# Work instruction:
Find and copy each line of the listing below that has the word "second" in it.

# Extracted records:
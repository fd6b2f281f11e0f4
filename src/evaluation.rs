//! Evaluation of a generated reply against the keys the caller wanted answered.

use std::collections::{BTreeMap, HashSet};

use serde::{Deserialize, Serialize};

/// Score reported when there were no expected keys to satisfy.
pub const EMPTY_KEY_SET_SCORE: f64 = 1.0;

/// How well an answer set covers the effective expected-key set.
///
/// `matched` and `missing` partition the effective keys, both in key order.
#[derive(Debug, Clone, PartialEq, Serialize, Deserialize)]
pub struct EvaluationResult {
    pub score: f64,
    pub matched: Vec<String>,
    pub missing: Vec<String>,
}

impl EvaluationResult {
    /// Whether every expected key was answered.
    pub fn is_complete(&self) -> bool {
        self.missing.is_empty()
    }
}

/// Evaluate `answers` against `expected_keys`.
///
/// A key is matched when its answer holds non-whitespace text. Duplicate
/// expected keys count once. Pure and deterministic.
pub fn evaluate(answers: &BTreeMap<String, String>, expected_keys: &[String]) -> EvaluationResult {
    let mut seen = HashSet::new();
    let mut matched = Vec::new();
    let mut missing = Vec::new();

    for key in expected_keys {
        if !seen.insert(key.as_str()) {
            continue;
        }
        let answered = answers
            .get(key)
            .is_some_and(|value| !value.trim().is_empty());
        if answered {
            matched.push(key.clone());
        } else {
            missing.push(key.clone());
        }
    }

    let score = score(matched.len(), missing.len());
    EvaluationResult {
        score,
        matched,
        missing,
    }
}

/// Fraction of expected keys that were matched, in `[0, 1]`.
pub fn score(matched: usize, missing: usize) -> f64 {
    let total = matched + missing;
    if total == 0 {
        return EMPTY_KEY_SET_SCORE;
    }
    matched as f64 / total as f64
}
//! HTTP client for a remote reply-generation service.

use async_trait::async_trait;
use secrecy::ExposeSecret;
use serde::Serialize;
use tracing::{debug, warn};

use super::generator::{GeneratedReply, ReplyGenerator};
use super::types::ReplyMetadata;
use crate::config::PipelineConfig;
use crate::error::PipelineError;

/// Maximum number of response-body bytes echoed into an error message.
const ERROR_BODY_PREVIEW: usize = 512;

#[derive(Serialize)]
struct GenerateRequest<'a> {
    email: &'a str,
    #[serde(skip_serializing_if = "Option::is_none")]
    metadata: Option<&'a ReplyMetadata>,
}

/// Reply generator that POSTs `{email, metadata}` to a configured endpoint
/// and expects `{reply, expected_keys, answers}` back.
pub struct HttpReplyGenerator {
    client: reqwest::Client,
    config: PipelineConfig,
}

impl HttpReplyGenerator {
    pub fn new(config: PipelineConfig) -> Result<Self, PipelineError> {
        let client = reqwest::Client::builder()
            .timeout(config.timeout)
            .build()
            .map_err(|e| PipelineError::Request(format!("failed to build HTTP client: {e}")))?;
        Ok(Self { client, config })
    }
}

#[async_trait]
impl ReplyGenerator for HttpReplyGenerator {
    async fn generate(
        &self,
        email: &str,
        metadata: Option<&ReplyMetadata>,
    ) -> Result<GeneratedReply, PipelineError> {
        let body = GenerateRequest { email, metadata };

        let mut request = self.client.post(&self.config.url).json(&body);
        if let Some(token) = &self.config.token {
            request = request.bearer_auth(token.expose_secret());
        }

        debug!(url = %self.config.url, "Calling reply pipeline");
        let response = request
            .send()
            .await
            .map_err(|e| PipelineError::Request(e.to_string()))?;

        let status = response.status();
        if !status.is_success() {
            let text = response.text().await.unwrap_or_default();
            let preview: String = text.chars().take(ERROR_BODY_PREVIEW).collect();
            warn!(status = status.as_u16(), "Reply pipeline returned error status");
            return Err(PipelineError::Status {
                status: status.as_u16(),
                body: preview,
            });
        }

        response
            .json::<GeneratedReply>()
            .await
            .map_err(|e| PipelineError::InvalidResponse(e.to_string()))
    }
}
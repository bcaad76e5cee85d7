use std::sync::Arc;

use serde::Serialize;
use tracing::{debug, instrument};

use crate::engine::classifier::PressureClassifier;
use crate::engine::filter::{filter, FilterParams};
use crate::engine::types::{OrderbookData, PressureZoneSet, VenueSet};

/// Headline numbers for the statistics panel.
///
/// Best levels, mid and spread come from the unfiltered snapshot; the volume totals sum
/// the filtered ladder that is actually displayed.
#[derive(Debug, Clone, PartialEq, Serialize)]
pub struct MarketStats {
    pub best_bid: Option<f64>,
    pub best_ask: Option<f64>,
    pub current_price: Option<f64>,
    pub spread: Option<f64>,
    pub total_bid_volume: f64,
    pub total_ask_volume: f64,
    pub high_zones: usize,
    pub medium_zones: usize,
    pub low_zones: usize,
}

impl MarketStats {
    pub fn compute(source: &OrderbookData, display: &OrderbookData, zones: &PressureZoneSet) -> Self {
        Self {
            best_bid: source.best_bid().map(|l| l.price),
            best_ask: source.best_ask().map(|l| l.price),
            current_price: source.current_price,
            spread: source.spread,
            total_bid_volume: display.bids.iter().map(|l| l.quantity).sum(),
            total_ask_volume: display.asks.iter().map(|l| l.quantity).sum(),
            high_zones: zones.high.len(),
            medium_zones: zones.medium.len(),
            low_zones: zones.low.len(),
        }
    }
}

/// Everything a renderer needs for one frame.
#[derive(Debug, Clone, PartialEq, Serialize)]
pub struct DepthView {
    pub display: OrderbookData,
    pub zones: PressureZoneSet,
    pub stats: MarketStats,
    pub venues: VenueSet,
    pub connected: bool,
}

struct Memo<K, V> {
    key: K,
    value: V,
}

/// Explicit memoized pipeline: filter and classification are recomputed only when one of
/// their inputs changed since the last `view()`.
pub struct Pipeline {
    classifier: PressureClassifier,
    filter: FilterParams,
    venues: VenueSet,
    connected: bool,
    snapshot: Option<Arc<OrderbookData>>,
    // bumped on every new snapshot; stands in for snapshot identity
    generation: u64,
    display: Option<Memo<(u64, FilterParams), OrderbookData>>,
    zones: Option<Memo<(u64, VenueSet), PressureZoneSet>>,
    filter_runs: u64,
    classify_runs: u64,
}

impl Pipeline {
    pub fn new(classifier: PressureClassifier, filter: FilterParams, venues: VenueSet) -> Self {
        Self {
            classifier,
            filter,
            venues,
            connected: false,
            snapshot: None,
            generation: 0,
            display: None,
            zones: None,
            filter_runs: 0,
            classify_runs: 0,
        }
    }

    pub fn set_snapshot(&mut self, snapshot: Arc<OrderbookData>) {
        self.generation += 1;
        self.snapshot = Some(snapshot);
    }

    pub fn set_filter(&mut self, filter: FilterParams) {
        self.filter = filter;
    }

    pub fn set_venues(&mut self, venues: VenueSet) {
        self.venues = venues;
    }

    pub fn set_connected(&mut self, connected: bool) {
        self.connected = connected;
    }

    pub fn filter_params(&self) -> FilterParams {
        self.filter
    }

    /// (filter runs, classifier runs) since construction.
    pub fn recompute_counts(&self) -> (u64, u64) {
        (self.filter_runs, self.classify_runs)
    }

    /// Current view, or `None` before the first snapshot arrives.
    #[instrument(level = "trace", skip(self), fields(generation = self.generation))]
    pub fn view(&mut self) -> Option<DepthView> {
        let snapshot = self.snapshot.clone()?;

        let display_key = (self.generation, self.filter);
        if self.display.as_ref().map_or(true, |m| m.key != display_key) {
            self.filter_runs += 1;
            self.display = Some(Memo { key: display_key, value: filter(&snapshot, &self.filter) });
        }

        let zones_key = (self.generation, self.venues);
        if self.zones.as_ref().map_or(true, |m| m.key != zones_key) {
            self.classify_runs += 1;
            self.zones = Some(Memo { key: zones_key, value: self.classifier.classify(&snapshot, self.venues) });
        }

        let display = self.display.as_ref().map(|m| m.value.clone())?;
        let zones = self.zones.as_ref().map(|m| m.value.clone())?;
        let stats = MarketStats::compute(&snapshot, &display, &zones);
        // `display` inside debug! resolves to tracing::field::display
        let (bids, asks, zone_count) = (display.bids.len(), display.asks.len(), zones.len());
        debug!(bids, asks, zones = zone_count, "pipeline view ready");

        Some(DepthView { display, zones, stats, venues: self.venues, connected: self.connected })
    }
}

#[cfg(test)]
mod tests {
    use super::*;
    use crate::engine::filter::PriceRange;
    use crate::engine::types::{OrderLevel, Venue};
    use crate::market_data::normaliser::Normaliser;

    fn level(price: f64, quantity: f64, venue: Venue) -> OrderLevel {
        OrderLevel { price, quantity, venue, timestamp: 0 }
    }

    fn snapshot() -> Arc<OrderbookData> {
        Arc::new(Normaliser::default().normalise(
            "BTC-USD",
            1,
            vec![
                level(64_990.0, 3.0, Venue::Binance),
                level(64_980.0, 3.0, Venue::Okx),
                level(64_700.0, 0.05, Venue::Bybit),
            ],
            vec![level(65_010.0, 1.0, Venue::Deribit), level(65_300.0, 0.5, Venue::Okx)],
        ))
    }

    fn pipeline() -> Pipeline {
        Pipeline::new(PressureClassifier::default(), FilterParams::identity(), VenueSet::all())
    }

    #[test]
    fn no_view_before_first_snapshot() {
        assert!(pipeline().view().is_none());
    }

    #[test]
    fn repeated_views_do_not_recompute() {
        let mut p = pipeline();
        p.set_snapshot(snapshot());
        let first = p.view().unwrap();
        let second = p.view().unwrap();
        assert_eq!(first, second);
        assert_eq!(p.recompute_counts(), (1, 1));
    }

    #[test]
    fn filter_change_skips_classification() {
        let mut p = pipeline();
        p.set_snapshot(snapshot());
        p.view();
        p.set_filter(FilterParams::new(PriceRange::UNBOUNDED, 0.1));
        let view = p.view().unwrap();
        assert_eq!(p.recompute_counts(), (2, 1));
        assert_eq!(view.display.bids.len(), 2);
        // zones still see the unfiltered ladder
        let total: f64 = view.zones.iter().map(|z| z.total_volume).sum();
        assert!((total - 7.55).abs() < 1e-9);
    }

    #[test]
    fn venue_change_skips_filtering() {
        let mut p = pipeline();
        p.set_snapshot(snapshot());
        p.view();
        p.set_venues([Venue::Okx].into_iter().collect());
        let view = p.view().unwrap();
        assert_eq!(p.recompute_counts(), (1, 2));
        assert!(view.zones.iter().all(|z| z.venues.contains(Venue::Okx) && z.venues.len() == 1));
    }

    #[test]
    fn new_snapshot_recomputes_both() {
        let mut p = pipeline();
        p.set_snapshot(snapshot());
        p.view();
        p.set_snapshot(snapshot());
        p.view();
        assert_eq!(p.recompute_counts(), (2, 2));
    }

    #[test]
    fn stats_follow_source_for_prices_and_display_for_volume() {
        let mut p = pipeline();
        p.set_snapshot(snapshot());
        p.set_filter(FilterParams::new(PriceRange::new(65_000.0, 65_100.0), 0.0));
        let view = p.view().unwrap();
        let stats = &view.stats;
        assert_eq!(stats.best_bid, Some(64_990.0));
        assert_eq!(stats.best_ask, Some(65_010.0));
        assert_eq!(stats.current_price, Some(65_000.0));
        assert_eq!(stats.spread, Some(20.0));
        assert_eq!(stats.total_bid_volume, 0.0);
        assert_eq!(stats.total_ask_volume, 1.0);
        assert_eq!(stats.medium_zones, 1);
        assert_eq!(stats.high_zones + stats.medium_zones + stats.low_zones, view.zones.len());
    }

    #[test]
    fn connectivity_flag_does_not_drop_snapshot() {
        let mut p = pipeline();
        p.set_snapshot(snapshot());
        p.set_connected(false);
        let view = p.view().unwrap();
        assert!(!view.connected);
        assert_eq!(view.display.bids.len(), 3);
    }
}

# Solution for this exercise:
        let second = p.view().unwrap();
        assert_eq!(first, second);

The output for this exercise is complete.